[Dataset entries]
++++
// src/logging_middleware.rs
//! Middleware for logging request and response bodies in debug mode
//!
//! Credentials never reach the log: JSON fields such as `password` or
//! `token` are masked, and multipart or binary bodies are summarised by
//! size instead of being buffered into the log line.

use axum::body::to_bytes;
use axum::{
    body::Body,
    extract::Request,
    http::{header::CONTENT_TYPE, HeaderMap, StatusCode, Uri},
    middleware::Next,
    response::Response,
};
use serde_json::Value;
use tracing::{debug, enabled, Level};

const REDACTED: &str = "[redacted]";

/// Keys whose values are masked wherever they appear in a JSON body
const SENSITIVE_KEYS: &[&str] = &[
    "password",
    "token",
    "id_token",
    "idToken",
    "access_token",
    "refresh_token",
    "private_key",
    "client_secret",
];

/// Masks sensitive fields in place, recursing through objects and arrays
pub fn redact(value: &mut Value) {
    match value {
        Value::Object(map) => {
            for (key, field) in map.iter_mut() {
                if SENSITIVE_KEYS.contains(&key.as_str()) {
                    *field = Value::String(REDACTED.to_string());
                } else {
                    redact(field);
                }
            }
        }
        Value::Array(items) => items.iter_mut().for_each(redact),
        _ => {}
    }
}

/// Renders a URI for the log with sensitive query values masked
///
/// The admin feed takes its bearer token as `?token=` because browsers can't
/// set headers on a websocket handshake.
pub fn redact_uri(uri: &Uri) -> String {
    let Some(query) = uri.query() else {
        return uri.to_string();
    };

    let masked: Vec<String> = query
        .split('&')
        .map(|pair| match pair.split_once('=') {
            Some((key, _)) if SENSITIVE_KEYS.contains(&key) => format!("{}={}", key, REDACTED),
            _ => pair.to_string(),
        })
        .collect();
    format!("{}?{}", uri.path(), masked.join("&"))
}

/// Renders a body for the log, or `None` when it should only be counted
fn loggable_body(headers: &HeaderMap, bytes: &[u8]) -> Option<String> {
    let content_type = headers
        .get(CONTENT_TYPE)
        .and_then(|v| v.to_str().ok())
        .unwrap_or("");
    if content_type.starts_with("multipart/") || content_type.starts_with("image/") {
        return None;
    }

    let text = std::str::from_utf8(bytes).ok()?;
    match serde_json::from_str::<Value>(text) {
        Ok(mut json) => {
            redact(&mut json);
            Some(serde_json::to_string_pretty(&json).unwrap_or_else(|_| REDACTED.to_string()))
        }
        // Non-JSON text can't be masked field by field
        Err(_) if content_type.starts_with("application/json") => Some(REDACTED.to_string()),
        Err(_) => Some(text.to_string()),
    }
}

/// Middleware to log request and response bodies in debug mode
pub async fn log_request_response(request: Request, next: Next) -> Result<Response, StatusCode> {
    if !enabled!(Level::DEBUG) {
        return Ok(next.run(request).await);
    }

    // Uploads stream straight through
    let is_multipart = request
        .headers()
        .get(CONTENT_TYPE)
        .and_then(|v| v.to_str().ok())
        .is_some_and(|ct| ct.starts_with("multipart/"));
    if is_multipart {
        debug!(method = %request.method(), uri = %redact_uri(request.uri()), "📥 Request (multipart body not logged)");
        return Ok(next.run(request).await);
    }

    let (parts, body) = request.into_parts();
    let bytes = to_bytes(body, usize::MAX)
        .await
        .map_err(|_| StatusCode::INTERNAL_SERVER_ERROR)?;

    if !bytes.is_empty() {
        match loggable_body(&parts.headers, &bytes) {
            Some(request_body) => debug!(
                method = %parts.method,
                uri = %redact_uri(&parts.uri),
                request_body = %request_body,
                "📥 Request"
            ),
            None => debug!(method = %parts.method, uri = %redact_uri(&parts.uri), bytes = bytes.len(), "📥 Request"),
        }
    }

    let request = Request::from_parts(parts, Body::from(bytes));
    let response = next.run(request).await;

    // Photos and websocket upgrades are not buffered
    let is_binary = response
        .headers()
        .get(CONTENT_TYPE)
        .and_then(|v| v.to_str().ok())
        .is_some_and(|ct| ct.starts_with("image/"));
    if is_binary || response.status() == StatusCode::SWITCHING_PROTOCOLS {
        debug!(status = %response.status(), "📤 Response");
        return Ok(response);
    }

    let (parts, body) = response.into_parts();
    let bytes = to_bytes(body, usize::MAX)
        .await
        .map_err(|_| StatusCode::INTERNAL_SERVER_ERROR)?;

    if !bytes.is_empty() {
        match loggable_body(&parts.headers, &bytes) {
            Some(response_body) => debug!(
                status = %parts.status,
                response_body = %response_body,
                "📤 Response"
            ),
            None => debug!(status = %parts.status, bytes = bytes.len(), "📤 Response"),
        }
    }

    Ok(Response::from_parts(parts, Body::from(bytes)))
}

#[cfg(test)]
mod tests {
    use super::*;
    use axum::http::HeaderValue;
    use serde_json::json;

    #[test]
    fn test_redact_masks_nested_secrets() {
        let mut body = json!({
            "email": "a@church.org",
            "password": "secret1",
            "session": { "token": "abc.def.ghi", "expires_at": "2030-01-01" },
            "items": [{ "id_token": "xyz" }]
        });
        redact(&mut body);

        assert_eq!(body["email"], "a@church.org");
        assert_eq!(body["password"], REDACTED);
        assert_eq!(body["session"]["token"], REDACTED);
        assert_eq!(body["session"]["expires_at"], "2030-01-01");
        assert_eq!(body["items"][0]["id_token"], REDACTED);
    }

    #[test]
    fn test_redact_uri_masks_query_tokens() {
        let uri: Uri = "/ws/admin/requests?token=abc.def.ghi".parse().unwrap();
        assert_eq!(redact_uri(&uri), "/ws/admin/requests?token=[redacted]");

        let uri: Uri = "/api/events?page=2&access_token=xyz&limit=10".parse().unwrap();
        let logged = redact_uri(&uri);
        assert!(!logged.contains("xyz"));
        assert_eq!(logged, "/api/events?page=2&access_token=[redacted]&limit=10");

        let uri: Uri = "/api/events".parse().unwrap();
        assert_eq!(redact_uri(&uri), "/api/events");
    }

    #[test]
    fn test_loggable_body_skips_uploads_and_masks_json() {
        let mut headers = HeaderMap::new();
        headers.insert(CONTENT_TYPE, HeaderValue::from_static("image/jpeg"));
        assert_eq!(loggable_body(&headers, b"\xff\xd8\xff"), None);

        headers.insert(CONTENT_TYPE, HeaderValue::from_static("application/json"));
        let logged = loggable_body(&headers, br#"{"password":"secret1"}"#).unwrap();
        assert!(!logged.contains("secret1"));

        let broken = loggable_body(&headers, b"password=secret1").unwrap();
        assert_eq!(broken, REDACTED);
    }
}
++++
Your goal ->
The result is a copy of every line above where the word "masked" shows up.

Solution for this exercise ->
//! `token` are masked, and multipart or binary bodies are summarised by
/// Keys whose values are masked wherever they appear in a JSON body
/// Renders a URI for the log with sensitive query values masked
    let masked: Vec<String> = query
    format!("{}?{}", uri.path(), masked.join("&"))
        // Non-JSON text can't be masked field by field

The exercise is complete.